Discount stores

Loblaw sees more customers turning to discount stores amid 5% inflation

A spike in food inflation means more Loblaw customers are turning to the company’s discount brands like No Frills. (Rick Madonik/Toronto Star via Getty Images)

Loblaw Companies Ltd. (L.TO) saw sales surge in the final quarter of the year as Omicron-related shutdowns drove Canadians to eat at home and rising inflation pushed prices up.

Canada’s largest retail grocery chain expects inflationary pressures to continue through 2022 as supply chains remain volatile. Loblaw says inflation at its stores hit 5% in the 12 weeks ending Jan. 1, according to the most recent January consumer price index (CPI) level by 5.1 percent.

“The 5% in the quarter is significant and the pressure continues to exist as we look to the future, particularly over the next two months. This is the result of very real cost pressure throughout value chain,” Loblaw executive chairman and president Galen Weston said Thursday during a conference call with analysts.

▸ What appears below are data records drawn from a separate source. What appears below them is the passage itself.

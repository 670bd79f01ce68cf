//! Burn scheduler service: due-check/execute cycle, polling loop, config
//! operations.

use std::{
    sync::{
        Arc,
        atomic::{AtomicBool, Ordering},
    },
    time::{Duration, SystemTime, UNIX_EPOCH},
};

use {
    async_trait::async_trait,
    tokio::{
        sync::{Mutex, Notify, RwLock},
        task::JoinHandle,
    },
    tracing::{debug, error, info, warn},
};

use {emberdash_store::KvStore, uuid::Uuid};

use crate::{
    error::{Error, Result},
    schedule::{is_due, ms_until_next, next_occurrence_ms},
    store::ScheduleStore,
    types::{
        BurnRecord, BurnSchedule, BurnSchedulePatch, BurnStatus, RecordStatus, TokenKind,
        clamp_percentage,
    },
};

/// How often the poller samples the due-check gate.
pub const POLL_INTERVAL_MS: u64 = 60_000;

/// Balance snapshot returned by the wallet registry.
#[derive(Debug, Clone)]
pub struct WalletBalance {
    /// Decimal-as-string, the registry's native representation.
    pub balance: String,
}

/// Capability: resolve a wallet id to its current balance.
#[async_trait]
pub trait WalletLookup: Send + Sync {
    async fn find_wallet(&self, id: &str) -> Result<Option<WalletBalance>>;
}

/// Capability: perform the on-chain transfer. Returns a transaction
/// reference on success; unsupported token kinds must fail explicitly.
#[async_trait]
pub trait BurnInvoker: Send + Sync {
    async fn invoke(&self, kind: TokenKind, amount: &str) -> Result<String>;
}

/// Injectable clock so schedule math is testable.
pub trait Clock: Send + Sync {
    fn now_ms(&self) -> u64;
}

/// Wall clock.
pub struct SystemClock;

impl Clock for SystemClock {
    fn now_ms(&self) -> u64 {
        SystemTime::now()
            .duration_since(UNIX_EPOCH)
            .unwrap_or_default()
            .as_millis() as u64
    }
}

/// The burn scheduler.
pub struct BurnService {
    store: ScheduleStore,
    wallets: Arc<dyn WalletLookup>,
    invoker: Arc<dyn BurnInvoker>,
    clock: Arc<dyn Clock>,
    /// Optional bound on the external invocation; `None` waits indefinitely.
    invoke_timeout: Option<Duration>,
    in_flight: AtomicBool,
    running: RwLock<bool>,
    wake_notify: Arc<Notify>,
    timer_handle: Mutex<Option<JoinHandle<()>>>,
}

impl BurnService {
    pub fn new(
        kv: Arc<dyn KvStore>,
        wallets: Arc<dyn WalletLookup>,
        invoker: Arc<dyn BurnInvoker>,
    ) -> Arc<Self> {
        Self::with_options(kv, wallets, invoker, Arc::new(SystemClock), None)
    }

    /// Full constructor: custom clock and optional invocation timeout.
    pub fn with_options(
        kv: Arc<dyn KvStore>,
        wallets: Arc<dyn WalletLookup>,
        invoker: Arc<dyn BurnInvoker>,
        clock: Arc<dyn Clock>,
        invoke_timeout: Option<Duration>,
    ) -> Arc<Self> {
        Arc::new(Self {
            store: ScheduleStore::new(kv),
            wallets,
            invoker,
            clock,
            invoke_timeout,
            in_flight: AtomicBool::new(false),
            running: RwLock::new(false),
            wake_notify: Arc::new(Notify::new()),
            timer_handle: Mutex::new(None),
        })
    }

    // ── Config & history ────────────────────────────────────────────────

    /// Current schedule, created with defaults on first access.
    pub async fn config(&self) -> Result<BurnSchedule> {
        self.store.load(self.clock.now_ms()).await
    }

    /// Apply a partial update. Percentage is clamped, the next occurrence is
    /// recomputed, and the result persisted.
    pub async fn save_config(&self, patch: BurnSchedulePatch) -> Result<BurnSchedule> {
        let now = self.clock.now_ms();
        let mut schedule = self.store.load(now).await?;

        if let Some(enabled) = patch.enabled {
            schedule.enabled = enabled;
        }
        if let Some(day_of_week) = patch.day_of_week {
            schedule.day_of_week = day_of_week;
        }
        if let Some(time_of_day) = patch.time_of_day {
            schedule.time_of_day = time_of_day;
        }
        if let Some(tz) = patch.tz {
            schedule.tz = if tz.is_empty() { None } else { Some(tz) };
        }
        if let Some(percentage) = patch.percentage {
            schedule.percentage = percentage;
        }
        if let Some(id) = patch.source_wallet_id {
            schedule.source_wallet_id = if id.is_empty() { None } else { Some(id) };
        }
        if let Some(kind) = patch.token_kind {
            schedule.token_kind = kind;
        }

        schedule.percentage = clamp_percentage(schedule.percentage);
        schedule.next_scheduled_ms = next_occurrence_ms(
            schedule.day_of_week,
            schedule.time_of_day,
            schedule.tz.as_deref(),
            now,
        )?;

        self.store.save(&schedule).await?;
        info!(
            enabled = schedule.enabled,
            next = schedule.next_scheduled_ms,
            "burn schedule updated"
        );
        Ok(schedule)
    }

    /// History entries, newest first.
    pub async fn history(&self, limit: usize) -> Result<Vec<BurnRecord>> {
        self.store.history(limit).await
    }

    pub async fn clear_history(&self) -> Result<()> {
        self.store.clear_history().await
    }

    /// Scheduler summary.
    pub async fn status(&self) -> Result<BurnStatus> {
        let now = self.clock.now_ms();
        let schedule = self.store.load(now).await?;
        Ok(BurnStatus {
            running: *self.running.read().await,
            enabled: schedule.enabled,
            next_scheduled_ms: schedule.next_scheduled_ms,
            last_executed_ms: schedule.last_executed_ms,
            ms_until_next: ms_until_next(&schedule, now),
        })
    }

    // ── Due-check / execute ─────────────────────────────────────────────

    /// Perform one due-check/execute cycle. Returns whether a burn was
    /// executed. A cycle arriving while another is in flight is skipped
    /// outright, never queued.
    pub async fn run_due_check_once(&self) -> Result<bool> {
        if self
            .in_flight
            .compare_exchange(false, true, Ordering::SeqCst, Ordering::SeqCst)
            .is_err()
        {
            debug!("burn cycle already in flight, skipping tick");
            return Ok(false);
        }
        let result = self.due_check_cycle().await;
        self.in_flight.store(false, Ordering::SeqCst);
        result
    }

    async fn due_check_cycle(&self) -> Result<bool> {
        let now = self.clock.now_ms();
        let mut schedule = self.store.load(now).await?;
        if !is_due(&schedule, now) {
            return Ok(false);
        }

        let scheduled_for = schedule.next_scheduled_ms;
        info!(scheduled_for, "scheduled burn time reached");

        // Configuration preconditions record a failure but intentionally do
        // NOT advance the schedule: the occurrence stays due so a fix within
        // the execution window still fires.
        let Some(wallet_id) = schedule.source_wallet_id.clone() else {
            warn!("scheduled burn failed: no source wallet configured");
            self.record(
                &schedule,
                scheduled_for,
                "0",
                RecordStatus::Failed,
                None,
                Some(Error::MissingWallet.to_string()),
            )
            .await?;
            return Ok(false);
        };

        let wallet = match self.wallets.find_wallet(&wallet_id).await? {
            Some(wallet) => wallet,
            None => {
                warn!(id = %wallet_id, "scheduled burn failed: wallet not found");
                self.record(
                    &schedule,
                    scheduled_for,
                    "0",
                    RecordStatus::Failed,
                    None,
                    Some(Error::wallet_not_found(&wallet_id).to_string()),
                )
                .await?;
                return Ok(false);
            },
        };

        let balance: f64 = wallet.balance.parse().unwrap_or(0.0);
        let amount = format_amount(balance * schedule.percentage / 100.0);

        if balance <= 0.0 {
            // Skipped, not failed — and the schedule still advances so the
            // empty wallet doesn't re-trigger every tick of the window.
            warn!(id = %wallet_id, "scheduled burn skipped: insufficient balance");
            self.record(
                &schedule,
                scheduled_for,
                &amount,
                RecordStatus::Skipped,
                None,
                Some(Error::InsufficientBalance.to_string()),
            )
            .await?;
            self.advance(&mut schedule, true).await?;
            return Ok(false);
        }

        info!(amount = %amount, kind = %schedule.token_kind, "executing scheduled burn");
        match self.invoke(schedule.token_kind, &amount).await {
            Ok(tx_hash) => {
                info!(tx = %tx_hash, "scheduled burn executed");
                self.record(
                    &schedule,
                    scheduled_for,
                    &amount,
                    RecordStatus::Executed,
                    Some(tx_hash),
                    None,
                )
                .await?;
                self.advance(&mut schedule, true).await?;
                Ok(true)
            },
            Err(e) => {
                error!(error = %e, "scheduled burn failed");
                self.record(
                    &schedule,
                    scheduled_for,
                    "0",
                    RecordStatus::Failed,
                    None,
                    Some(e.to_string()),
                )
                .await?;
                // Advance anyway: a persistent failure retries next week,
                // not on every tick of the same window.
                self.advance(&mut schedule, false).await?;
                Ok(false)
            },
        }
    }

    async fn invoke(&self, kind: TokenKind, amount: &str) -> Result<String> {
        match self.invoke_timeout {
            Some(limit) => tokio::time::timeout(limit, self.invoker.invoke(kind, amount))
                .await
                .map_err(|_| {
                    Error::invocation(format!("timed out after {}s", limit.as_secs()))
                })?,
            None => self.invoker.invoke(kind, amount).await,
        }
    }

    async fn record(
        &self,
        schedule: &BurnSchedule,
        scheduled_for_ms: u64,
        amount: &str,
        status: RecordStatus,
        tx_hash: Option<String>,
        error_msg: Option<String>,
    ) -> Result<()> {
        self.store
            .append(BurnRecord {
                id: Uuid::new_v4().to_string(),
                created_at_ms: self.clock.now_ms(),
                scheduled_for_ms,
                amount: amount.to_string(),
                token_kind: schedule.token_kind,
                status,
                tx_hash,
                error: error_msg,
            })
            .await
    }

    /// Move the schedule past the occurrence that just fired. `executed`
    /// also stamps `last_executed_ms` (successful and skipped firings).
    async fn advance(&self, schedule: &mut BurnSchedule, executed: bool) -> Result<()> {
        let now = self.clock.now_ms();
        if executed {
            schedule.last_executed_ms = Some(now);
        }
        // A firing must never leave the same occurrence due: nudge the base
        // past the exact-match tie-break so the recomputed occurrence lands
        // a full week out even when the clock still reads the fired instant.
        let base = now.max(schedule.next_scheduled_ms + 1);
        schedule.next_scheduled_ms = next_occurrence_ms(
            schedule.day_of_week,
            schedule.time_of_day,
            schedule.tz.as_deref(),
            base,
        )?;
        self.store.save(schedule).await?;
        debug!(next = schedule.next_scheduled_ms, "burn schedule advanced");
        Ok(())
    }

    // ── Polling ─────────────────────────────────────────────────────────

    /// Start the poller: one cycle immediately, then every
    /// [`POLL_INTERVAL_MS`] until [`Self::stop`].
    pub async fn start(self: &Arc<Self>) -> Result<()> {
        let schedule = self.store.load(self.clock.now_ms()).await?;
        info!(
            enabled = schedule.enabled,
            next = schedule.next_scheduled_ms,
            "burn poller starting"
        );

        *self.running.write().await = true;

        let svc = Arc::clone(self);
        let handle = tokio::spawn(async move {
            svc.poll_loop().await;
        });
        *self.timer_handle.lock().await = Some(handle);
        Ok(())
    }

    /// Stop the poller.
    pub async fn stop(&self) {
        *self.running.write().await = false;
        self.wake_notify.notify_one();

        let mut handle = self.timer_handle.lock().await;
        if let Some(h) = handle.take() {
            h.abort();
        }
        info!("burn poller stopped");
    }

    async fn poll_loop(self: &Arc<Self>) {
        loop {
            if !*self.running.read().await {
                break;
            }

            // Cycle errors surface in logs and history, never kill the loop.
            if let Err(e) = self.run_due_check_once().await {
                error!(error = %e, "burn cycle failed");
            }

            let notify = Arc::clone(&self.wake_notify);
            tokio::select! {
                () = tokio::time::sleep(Duration::from_millis(POLL_INTERVAL_MS)) => {},
                () = notify.notified() => {
                    debug!("burn poller woken");
                },
            }
        }
    }
}

/// Fixed 6-fractional-digit decimal, the registry's amount encoding.
fn format_amount(amount: f64) -> String {
    format!("{amount:.6}")
}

“When it comes to the customer, we don’t see a ceiling reached by consumers in terms of retail price. However, they are becoming more and more price-sensitive, there’s no doubt about that.”

Soaring food inflation means customers are increasingly turning to the company’s discount brands like No Frills, which Loblaw says has benefited from the “return of price-sensitive customers” over the past year. his last trimester. At the same time, the company’s mainstream brands, such as Loblaws and Zehrs, performed strongly in part due to promotions. Loblaw also says it’s seeing increased engagement in its PC Optimum loyalty program, which Weston says provides “substantial value” to customers who proactively engage in the program.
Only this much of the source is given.